2020 was the year of the pandemic starting and many people were out of work and/or received subsidies (stimulus, unemployment benefits, and child tax credits) from the government that were essentially tax-free. According to a report from the Urban-Brookings Tax Policy Center, 61% of US households (106.8 million) paid no federal income taxes last year. This was up dramatically from 75.9 million in 2019. The average for the five years before the pandemic was 43.3%. The projection for this year is for 57.1% (101.7 million) of households will not pay taxes.


The $1.2 infrastructure bill, which passed the Senate on a bipartisan basis, is facing a tough road in the House. The liberal side of the Democratic Party wants the human infrastructure bill to pass first, and many Republicans are opposed to both bills. That said, Congress has more pressing items to address first. By the end of September, it must pass a government spending bill. If this doesn’t happen, it would cause the government to shut down which at this point in the economic recovery would be a disaster. But an even bigger disaster would occur if Congress did not raise the borrowing limit. If Congress fails to do so, it will cause the U.S. to default on its debt. Such an event would not only be embarrassing for the U.S., but it would also cause a major disruption to both the bond and stock markets. Let’s keep our fingers crossed that neither political party tries to play games with these important items. Only then will the battle over infrastructure heat back up.


They say that timing in life is everything and while it is generally said after a positive result, the truth is that isn’t always the case. Stuff happens when it is least expected. All we have to think about is December 2019 when most of us had no concept of coronavirus. As a result of the virus, there are two million people who were forced into retirement, according to The New School’s Schwartz Center for Economic Policy Analysis. The analysis determined there are 49.3 million who were retired as of July 31, 2021, compared to the pre-pandemic estimate being about 47.24 million. Some may go back into the workforce because they will have to and some will do so because they want to, but the majority will likely stay retired. This is a significant loss of intellectual capital for many companies and there is no doubt that the pandemic made most of us reassess our priorities.


This month ProVise celebrated its 35th anniversary. Our journey started in a single office on Missouri Avenue here in Clearwater with just our founder, Ray Ferrara, as the sole employee and no clients.
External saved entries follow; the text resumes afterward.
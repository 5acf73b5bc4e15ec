// Copyright (c) 2026 LearnHub Contributors
// SPDX-License-Identifier: AGPL-3.0
//! LearnHub gateway CLI library - exposes testable components
//!
//! # Architecture
//!
//! - **Layer:** Interface / Presentation Layer
//! - **Purpose:** Command handlers and server wiring for the `learnhub` binary

pub mod commands;
pub mod server;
Today, we have offices in Tampa and Clearwater with 32 employees and about 1,200 clients for whom we are managing about $1.6 billion. There is no way to properly recognize and thank everyone who helped make ProVise the company it is today. That said, we would be remiss not to mention the late Bruce Fyfe, CFP® who merged his firm, Personal Resource Management, Inc., with ProVise in 2000. Our thanks to each of you for the confidence you have placed in us to assist with your financial planning and investment management needs.